When the line containing "repository 4fdbaf7df7dc5f76" is found in the data below, copy it and each line after it through the line containing "are not atomic", exactly and with no others.

**EXTRACTED INFORMATION**

★ ★ ★ ★

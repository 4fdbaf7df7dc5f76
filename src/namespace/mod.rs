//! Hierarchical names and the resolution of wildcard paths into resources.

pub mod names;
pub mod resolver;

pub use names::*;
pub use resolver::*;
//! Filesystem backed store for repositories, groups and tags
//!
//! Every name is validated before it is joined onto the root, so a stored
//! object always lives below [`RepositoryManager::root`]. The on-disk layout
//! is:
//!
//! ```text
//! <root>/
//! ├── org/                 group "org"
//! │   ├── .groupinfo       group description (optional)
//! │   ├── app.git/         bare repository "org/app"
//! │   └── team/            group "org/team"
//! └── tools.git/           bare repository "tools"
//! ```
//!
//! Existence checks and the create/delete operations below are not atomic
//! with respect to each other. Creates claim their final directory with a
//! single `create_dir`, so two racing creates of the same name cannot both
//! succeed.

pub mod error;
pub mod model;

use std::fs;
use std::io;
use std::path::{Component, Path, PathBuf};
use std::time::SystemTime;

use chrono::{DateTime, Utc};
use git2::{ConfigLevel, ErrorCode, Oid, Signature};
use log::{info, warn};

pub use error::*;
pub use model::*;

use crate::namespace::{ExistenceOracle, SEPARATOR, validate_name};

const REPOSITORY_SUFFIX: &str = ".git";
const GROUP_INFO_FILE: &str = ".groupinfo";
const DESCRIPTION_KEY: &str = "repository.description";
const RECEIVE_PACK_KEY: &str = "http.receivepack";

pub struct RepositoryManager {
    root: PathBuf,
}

★ ★ ★ ★

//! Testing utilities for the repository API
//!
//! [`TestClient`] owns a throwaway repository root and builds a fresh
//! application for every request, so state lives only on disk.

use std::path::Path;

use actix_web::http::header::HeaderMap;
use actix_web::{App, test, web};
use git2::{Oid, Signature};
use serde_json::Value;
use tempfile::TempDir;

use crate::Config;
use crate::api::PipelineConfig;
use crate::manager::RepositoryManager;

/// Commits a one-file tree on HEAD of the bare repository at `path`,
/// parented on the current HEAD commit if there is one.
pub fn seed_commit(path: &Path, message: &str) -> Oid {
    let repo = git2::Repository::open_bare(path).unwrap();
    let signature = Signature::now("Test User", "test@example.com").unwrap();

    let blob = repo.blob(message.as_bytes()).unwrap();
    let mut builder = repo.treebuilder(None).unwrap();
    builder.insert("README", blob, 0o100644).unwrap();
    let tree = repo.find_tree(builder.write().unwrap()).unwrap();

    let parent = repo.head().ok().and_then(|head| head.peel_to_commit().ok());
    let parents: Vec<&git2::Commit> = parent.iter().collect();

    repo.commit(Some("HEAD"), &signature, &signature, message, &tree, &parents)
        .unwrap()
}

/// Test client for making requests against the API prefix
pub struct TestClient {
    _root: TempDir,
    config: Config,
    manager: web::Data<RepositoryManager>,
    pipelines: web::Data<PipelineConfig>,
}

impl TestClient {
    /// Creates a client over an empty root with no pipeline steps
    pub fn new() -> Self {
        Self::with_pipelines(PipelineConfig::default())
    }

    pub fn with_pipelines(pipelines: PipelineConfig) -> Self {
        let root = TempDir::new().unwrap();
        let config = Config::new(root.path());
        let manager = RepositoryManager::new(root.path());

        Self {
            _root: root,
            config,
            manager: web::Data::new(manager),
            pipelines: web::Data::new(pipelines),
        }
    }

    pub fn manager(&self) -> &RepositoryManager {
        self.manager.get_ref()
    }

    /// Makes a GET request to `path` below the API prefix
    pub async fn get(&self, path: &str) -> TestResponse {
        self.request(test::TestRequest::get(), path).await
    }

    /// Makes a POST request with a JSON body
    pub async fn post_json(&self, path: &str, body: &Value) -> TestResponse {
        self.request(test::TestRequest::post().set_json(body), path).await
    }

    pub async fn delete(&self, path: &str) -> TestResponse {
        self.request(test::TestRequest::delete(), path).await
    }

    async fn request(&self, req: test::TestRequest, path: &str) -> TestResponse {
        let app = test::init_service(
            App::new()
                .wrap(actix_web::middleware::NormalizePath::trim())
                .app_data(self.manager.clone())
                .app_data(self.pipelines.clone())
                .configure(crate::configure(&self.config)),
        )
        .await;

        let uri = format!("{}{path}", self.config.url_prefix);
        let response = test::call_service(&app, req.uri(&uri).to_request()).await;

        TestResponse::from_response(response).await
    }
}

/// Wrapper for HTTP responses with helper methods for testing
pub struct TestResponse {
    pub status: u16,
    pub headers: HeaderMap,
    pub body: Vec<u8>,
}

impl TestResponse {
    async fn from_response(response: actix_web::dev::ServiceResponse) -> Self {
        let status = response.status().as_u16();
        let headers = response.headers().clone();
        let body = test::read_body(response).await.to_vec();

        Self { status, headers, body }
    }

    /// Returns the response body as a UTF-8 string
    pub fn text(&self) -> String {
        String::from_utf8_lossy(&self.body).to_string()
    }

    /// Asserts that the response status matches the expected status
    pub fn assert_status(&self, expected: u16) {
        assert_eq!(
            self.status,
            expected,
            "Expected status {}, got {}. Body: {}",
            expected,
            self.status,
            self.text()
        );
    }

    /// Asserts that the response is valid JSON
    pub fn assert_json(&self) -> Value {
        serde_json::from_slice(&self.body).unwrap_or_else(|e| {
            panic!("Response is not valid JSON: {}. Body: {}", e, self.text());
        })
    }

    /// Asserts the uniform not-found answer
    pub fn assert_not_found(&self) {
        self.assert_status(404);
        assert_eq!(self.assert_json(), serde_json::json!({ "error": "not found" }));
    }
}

★ ★ ★ ★

**RESULT**
repository 4fdbaf7df7dc5f76
filename src/namespace/mod.rs
//! Hierarchical names and the resolution of wildcard paths into resources.

pub mod names;
pub mod resolver;

pub use names::*;
pub use resolver::*;
//! Filesystem backed store for repositories, groups and tags
//!
//! Every name is validated before it is joined onto the root, so a stored
//! object always lives below [`RepositoryManager::root`]. The on-disk layout
//! is:
//!
//! ```text
//! <root>/
//! ├── org/                 group "org"
//! │   ├── .groupinfo       group description (optional)
//! │   ├── app.git/         bare repository "org/app"
//! │   └── team/            group "org/team"
//! └── tools.git/           bare repository "tools"
//! ```
//!
//! Existence checks and the create/delete operations below are not atomic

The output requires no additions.